# Stair master of disaster



## jhawkin1 (Sep 26, 2007)

For those of you who have not read my journal, I am trying to loose some body fat.  My diet is pretty well laid out, no problems with that, but i'm just looking for some feedback on my cardio plan.  One of the football trainers at the University I go to gave me a workout plan that he gives his football guys that need to burn body fat effectively.  I have been doing this for a few days now, and it seems to be working fine.  I do the stair master at level 10 for approx. 45 minutes (which burns about 550 calories).  My only goal at this point is focused on cutting access body fat, so I can achieve my overall goal of gaining that nice 6-pack that I've been longing for.  Diet comes first obviously, but it's a good one.  I have been training as an athlete for a number of years, so I know my body, and I will not burn out.  I know for all you body builders out there, this seems to be an outrageous plan, for I will probably lose quite a bit of muscle, but I'm willing to take that, and once I reach my goal of around 5-7% body fat, I will focus on putting back on the right amount of muscle mass needed.  I've done HIIT, but I simply want something new, and the stair master not only sheds fat, but it also is a good leg strengthener also.  Any suggestions/comments are greatly appreciated.


----------



## NordicNacho (Sep 26, 2007)

Stairmaster to me is the best form of cardio in the gym just look at the lakes of sweat under them.  Im losing weight right now by swimming 45 minutes a day and using the stairmaster for 45 min a day plus 20 min working on abs. the fat is flying off


----------



## jhawkin1 (Sep 26, 2007)

NordicNacho said:


> Stairmaster to me is the best form of cardio in the gym just look at the lakes of sweat under them.  Im losing weight right now by swimming 45 minutes a day and using the stairmaster for 45 min a day plus 20 min working on abs. the fat is flying off



I haven't done any abs yet besides maybe planks.  Maybe I will start up with core training too (besides just lifts).


----------



## buening (Sep 26, 2007)

Good luck with getting down to 5-7%. Thats at a shredded point, which is damn hard to maintain even with strict dieting.


----------



## jhawkin1 (Sep 26, 2007)

buening said:


> Good luck with getting down to 5-7%. Thats at a shredded point, which is damn hard to maintain even with strict dieting.

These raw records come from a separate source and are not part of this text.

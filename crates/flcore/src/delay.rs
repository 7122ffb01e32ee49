//! Frame delay normalization (spec §3, §8 property 1).
//!
//! Mirrors the legacy-browser rule for under-specified GIF/WebP frame
//! delays: anything below `MIN_DELAY` (minus a float-epsilon tolerance, to
//! absorb rounding from the upstream decoder) is treated as unintentional
//! and replaced by `DEFAULT_DELAY`.

/// Minimum delay, in seconds, below which a raw delay is considered
/// unintentional.
pub const MIN_DELAY: f64 = 0.02;

/// Delay substituted for any raw delay under `MIN_DELAY`.
pub const DEFAULT_DELAY: f64 = 0.10;

/// Normalize a single raw per-frame delay, in seconds.
///
/// # Example
/// ```
/// use flcore::delay::normalize_delay;
/// assert_eq!(normalize_delay(0.0), 0.10);
/// assert_eq!(normalize_delay(0.019), 0.10);
/// assert_eq!(normalize_delay(0.021), 0.021);
/// ```
#[must_use]
pub fn normalize_delay(raw: f64) -> f64 {
    if raw < MIN_DELAY - f64::from(f32::EPSILON) {
        DEFAULT_DELAY
    } else {
        raw
    }
}

#[cfg(test)]
mod tests {
    use super::*;

    #[test]
    fn boundary_values() {
        let cases = [
            (0.0, DEFAULT_DELAY),
            (0.019, DEFAULT_DELAY),
            (0.02, 0.02),
            (0.021, 0.021),
            (0.099, 0.099),
            (0.1, 0.1),
        ];
        for (raw, expected) in cases {
            assert!(
                (normalize_delay(raw) - expected).abs() < 1e-9,
                "normalize_delay({raw}) should be {expected}"
            );
        }
    }
}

I think a good time frame to shred would be for next summer.  I'll go hardcore till December, try to bulk a bit, then go back to my original cardio plan that I am doing now till May or June.  Another goal not related to training, but dieting, is to limit my cheating.  When I cheat, I usually go for sweets.  I rather cheat with a reg. meal (burger, pizza, etc) rather than cookies, or ice cream.  I need to limit cheating, and rid of it all together at some point.


----------



## ALBOB (Sep 26, 2007)

jhawkin1 said:


> Any suggestions/comments are greatly appreciated.

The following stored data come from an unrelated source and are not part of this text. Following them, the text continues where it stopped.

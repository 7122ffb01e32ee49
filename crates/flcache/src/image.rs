//! `AnimatedImage` (spec §4.C): the immutable description of one decoded
//! container plus the mutable `FrameCache` that serves its frames.
//!
//! Grounded on the teacher's `LoadedClip` (`af-source/src/image.rs`), which
//! pairs static per-clip metadata with a handle into the thing that
//! actually produces pixels.

use std::sync::Arc;

use flcore::{normalize_delay, FlError, ImageKind, Size};
use flsource::{DecodedFrame, FrameDataSource};

use crate::cache::{FrameCache, FrameCacheParams};
use crate::config::CacheConfig;
use crate::debug::DebugDelegate;

/// A decoded, cache-backed animated image (spec §4.C).
pub struct AnimatedImage {
    size: Size,
    loop_count: u32,
    frame_count: usize,
    /// Always `0` for this backend: neither the eager GIF pre-decode nor
    /// the hand-rolled WebP `ANMF` walker can partially fail per frame the
    /// way a platform decoder streaming from a file handle can.
    skipped_frame_count: usize,
    delay_times: Vec<f64>,
    poster_image: DecodedFrame,
    poster_image_index: usize,
    kind: ImageKind,
    cache: FrameCache,
}

impl AnimatedImage {
    /// Build from raw GIF bytes (spec §4.C).
    ///
    /// # Errors
    /// Propagates `FlError::ContainerInvalid`/`NoValidFrames` from parsing,
    /// or `FlError::PosterDecodeFailed` if no frame could be decoded.
    pub fn from_gif_bytes(data: &[u8], config: CacheConfig) -> Result<Self, FlError> {
        let container = flsource::gif::GifContainer::parse(data)?;
        let size = container.size;
        let loop_count = container.loop_count;
        let raw_delays = container.raw_delays.clone();
        let frame_count = container.frame_count();
        let source: Arc<dyn FrameDataSource> = Arc::new(container.into_data_source());

        Self::assemble(size, loop_count, frame_count, raw_delays, source, ImageKind::Gif, config)
    }

    /// Build from raw animated WebP bytes (spec §4.C).
    ///
    /// # Errors
    /// Propagates `FlError::ContainerInvalid`/`NoValidFrames` from parsing,
    /// or `FlError::PosterDecodeFailed` if no frame could be decoded.
    pub fn from_webp_bytes(data: &[u8], config: CacheConfig) -> Result<Self, FlError> {
        let container = flsource::webp::WebPContainer::parse(data)?;
        let size = container.size;
        let loop_count = container.loop_count;
        let raw_delays = container.raw_delays.clone();
        let frame_count = container.frame_count();
        let source: Arc<dyn FrameDataSource> = Arc::new(container.into_data_source());

        Self::assemble(size, loop_count, frame_count, raw_delays, source, ImageKind::WebP, config)
    }

    fn assemble(
        size: Size,
        loop_count: u32,
        frame_count: usize,
        raw_delays: Vec<f64>,
        source: Arc<dyn FrameDataSource>,
        kind: ImageKind,
        config: CacheConfig,
    ) -> Result<Self, FlError> {
        let delay_times: Vec<f64> = raw_delays.into_iter().map(normalize_delay).collect();
        let (poster_image_index, poster_image) = find_poster(source.as_ref(), frame_count)?;
        let frame_bytes = size.frame_bytes();

        let cache = FrameCache::new(FrameCacheParams {
            frame_count,
            frame_bytes,
            poster_image: poster_image.clone(),
            poster_index: poster_image_index,
            data_source: source,
            config,
        });

        Ok(Self {
            size,
            loop_count,
            frame_count,
            skipped_frame_count: 0,
            delay_times,
            poster_image,
            poster_image_index,
            kind,
            cache,
        })
    }

    #[must_use]
    pub fn size(&self) -> Size {
        self.size
    }

    #[must_use]
    pub fn loop_count(&self) -> u32 {
        self.loop_count
    }

    #[must_use]
    pub fn frame_count(&self) -> usize {
        self.frame_count
    }

    #[must_use]
    pub fn skipped_frame_count(&self) -> usize {
        self.skipped_frame_count
    }

    #[must_use]
    pub fn delay_time(&self, index: usize) -> Option<f64> {
        self.delay_times.get(index).copied()
    }

    #[must_use]
    pub fn kind(&self) -> ImageKind {
        self.kind
    }

    #[must_use]
    pub fn poster_image_index(&self) -> usize {
        self.poster_image_index
    }

    #[must_use]
    pub fn poster_image(&self) -> DecodedFrame {
        self.poster_image.clone()
    }

    /// Attach a debug observer to this image's cache (spec §9).
    pub fn set_debug_delegate(&self, delegate: Option<Arc<dyn DebugDelegate>>) {
        self.cache.set_debug_delegate(delegate);
    }

    /// Signal memory pressure (spec §5).
    pub fn on_memory_pressure(&self) {
        self.cache.on_memory_pressure();
    }

    /// Signal a completed loop (spec §5).
    pub fn on_loop_boundary(&self) {
        self.cache.on_loop_boundary();
    }

    /// Fetch frame `index`, triggering the cache's predictive window
    /// advance as a side effect (spec §4.B/§4.D).
    #[must_use]
    pub fn image_at(&self, index: usize) -> Option<DecodedFrame> {
        self.cache.get(index)
    }
}

/// Find the first frame that decodes successfully, to serve as both the
/// immediately-available poster image and the fallback frame for index 0
/// before the cache has filled in (spec §4.C "poster image").
///
/// # Errors
/// Returns `FlError::PosterDecodeFailed` if no frame in `0..frame_count`
/// decodes.
fn find_poster(source: &dyn FrameDataSource, frame_count: usize) -> Result<(usize, DecodedFrame), FlError> {
    for index in 0..frame_count {
        if let Ok(frame) = source.decode(index) {
            return Ok((index, frame));
        }
    }
    Err(FlError::PosterDecodeFailed)
}

#[cfg(test)]
mod tests {
    use super::*;
    use image::codecs::gif::GifEncoder;
    use image::{Delay, Frame, RgbaImage};

    fn two_frame_gif() -> Vec<u8> {
        let mut bytes = vec![];
        {
            let mut encoder = GifEncoder::new(&mut bytes);
            for _ in 0..2 {
                let buf = RgbaImage::from_pixel(2, 2, image::Rgba([1, 2, 3, 255]));
                let frame = Frame::from_parts(buf, 0, 0, Delay::from_numer_denom_ms(50, 1));
                encoder.encode_frame(frame).expect("encode frame");
            }
        }
        bytes
    }

    #[test]
    fn builds_from_gif_bytes_with_normalized_delays() {
        let bytes = two_frame_gif();
        let image = AnimatedImage::from_gif_bytes(&bytes, CacheConfig::default()).expect("decode");
        assert_eq!(image.frame_count(), 2);
        assert_eq!(image.kind(), ImageKind::Gif);
        assert_eq!(image.skipped_frame_count(), 0);
        assert!((image.delay_time(0).unwrap() - 0.05).abs() < 1e-6);
    }

    #[test]
    fn poster_image_is_immediately_servable() {
        let bytes = two_frame_gif();
        let image = AnimatedImage::from_gif_bytes(&bytes, CacheConfig::default()).expect("decode");
        assert!(image.image_at(image.poster_image_index()).is_some());
    }

    #[test]
    fn rejects_invalid_bytes() {
        let err = AnimatedImage::from_gif_bytes(b"nope", CacheConfig::default()).unwrap_err();
        assert!(matches!(err, FlError::ContainerInvalid(_)));
    }
}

Yeah, ditch the 5-7% target.  Why choose an arbitrary number to use as your goal?  Have you ever been that low?  You don't even know if your body is capable of getting that low.  (Everybody is different.)  You may be setting yourself up for failure for no reason at all.  Instead, choose how you want to look and set that as your goal.  Take pictures of yourself now and then every month or so to track your progress/provide motivation.  

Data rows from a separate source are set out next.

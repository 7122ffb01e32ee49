//! Frame Data Source (spec §4.A): decodes one frame at a time from a
//! container, reports whether a frame needs blending with its predecessor,
//! and performs that blend. GIF and WebP are modeled as a shared trait
//! object rather than an inheritance hierarchy (spec §9 REDESIGN FLAGS).

pub mod frame_info;
pub mod gif;
pub mod webp;

pub use frame_info::FrameInfo;

use flcore::{FlError, Size};
use std::sync::Arc;

/// A fully predrawn frame: flattened RGBA8 pixels at canvas size, ready to
/// hand straight to a display surface with no further decode work (spec
/// §4.A "predraw").
#[derive(Clone)]
pub struct DecodedFrame {
    pixels: Arc<[u8]>,
    size: Size,
}

impl DecodedFrame {
    #[must_use]
    pub fn new(pixels: Vec<u8>, size: Size) -> Self {
        debug_assert_eq!(pixels.len() as u64, size.frame_bytes());
        Self { pixels: Arc::from(pixels), size }
    }

    #[must_use]
    pub fn pixels(&self) -> &[u8] {
        &self.pixels
    }

    #[must_use]
    pub fn size(&self) -> Size {
        self.size
    }
}

/// The capability set both GIF and WebP frame sources implement (spec
/// §4.A).
///
/// `decode` is the only operation allowed to perform heavy pixel work and
/// may be invoked off the display thread.
pub trait FrameDataSource: Send + Sync {
    /// Number of valid frames this source can decode.
    fn frame_count(&self) -> usize;

    /// Decode frame `index`, fully predrawn to a flat RGBA8 buffer.
    ///
    /// # Errors
    /// Returns `FlError::FrameDecodeFailed` if the underlying codec errors.
    fn decode(&self, index: usize) -> Result<DecodedFrame, FlError>;

    /// Whether frame `index` must be composited on top of its predecessor
    /// before it is displayable. Always `false` for GIF (spec §4.A: GIF
    /// frames are already full-canvas composited by the container decode).
    fn requires_blending(&self, index: usize) -> bool;

    /// Composite `current` onto `previous` inside frame `index`'s rect,
    /// honoring alpha. Unused (never called) for GIF sources.
    fn blend(&self, current: &DecodedFrame, previous: &DecodedFrame, index: usize) -> DecodedFrame;
}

Secondly, killing yourself on the stairmaster may very well be counter-productive.  If your heart rate gets too high there's not enough oxygen in your blood stream to support fat burning.  Just because you're burning a ton of calories doesn't mean they're the CORRECT calories.  You could easily be putting yourself into a catabolic state in which you're burning muscle tissue instead of fat.  When you do that you actually RAISE your BF percentage.  Look at marathon runners, most of them have much higher BF percentages than you'd think.  Not because they're fat, but because they have so little muscle tissue.  That's another reason not to use an arbitrary number such as 5-7% as your goal.


----------



## buening (Sep 26, 2007)

I think BF% is highly overrated/exaggerated. When you think of 5-7%, in actuality it's probably 10% or so.


----------



## P-funk (Sep 26, 2007)

ALBOB said:


> Yeah, ditch the 5-7% target.  Why choose an arbitrary number to use as your goal?  Have you ever been that low?  You don't even know if your body is capable of getting that low.  (Everybody is different.)  You may be setting yourself up for failure for no reason at all.  Instead, choose how you want to look and set that as your goal.  Take pictures of yourself now and then every month or so to track your progress/provide motivation.
> 
> Secondly, killing yourself on the stairmaster may very well be counter-productive.  If your heart rate gets too high there's not enough oxygen in your blood stream to support fat burning.  Just because you're burning a ton of calories doesn't mean they're the CORRECT calories.  You could easily be putting yourself into a catabolic state in which you're burning muscle tissue instead of fat.  When you do that you actually RAISE your BF percentage.  Look at marathon runners, most of them have much higher BF percentages than you'd think.  Not because they're fat, but because they have so little muscle tissue.  That's another reason not to use an arbitrary number such as 5-7% as your goal.




huh???

that is not a very good interpretation of physiology at all.


----------



## jhawkin1 (Sep 26, 2007)

is that true that some people simply cannot reach their goals based on their body type?  I eat right, i burn tons of cals, i work hard, should i stop working so hard?


----------



## P-funk (Sep 26, 2007)

jhawkin1 said:


> is that true that some people simply cannot reach their goals based on their body type?  I eat right, i burn tons of cals, i work hard, should i stop working so hard?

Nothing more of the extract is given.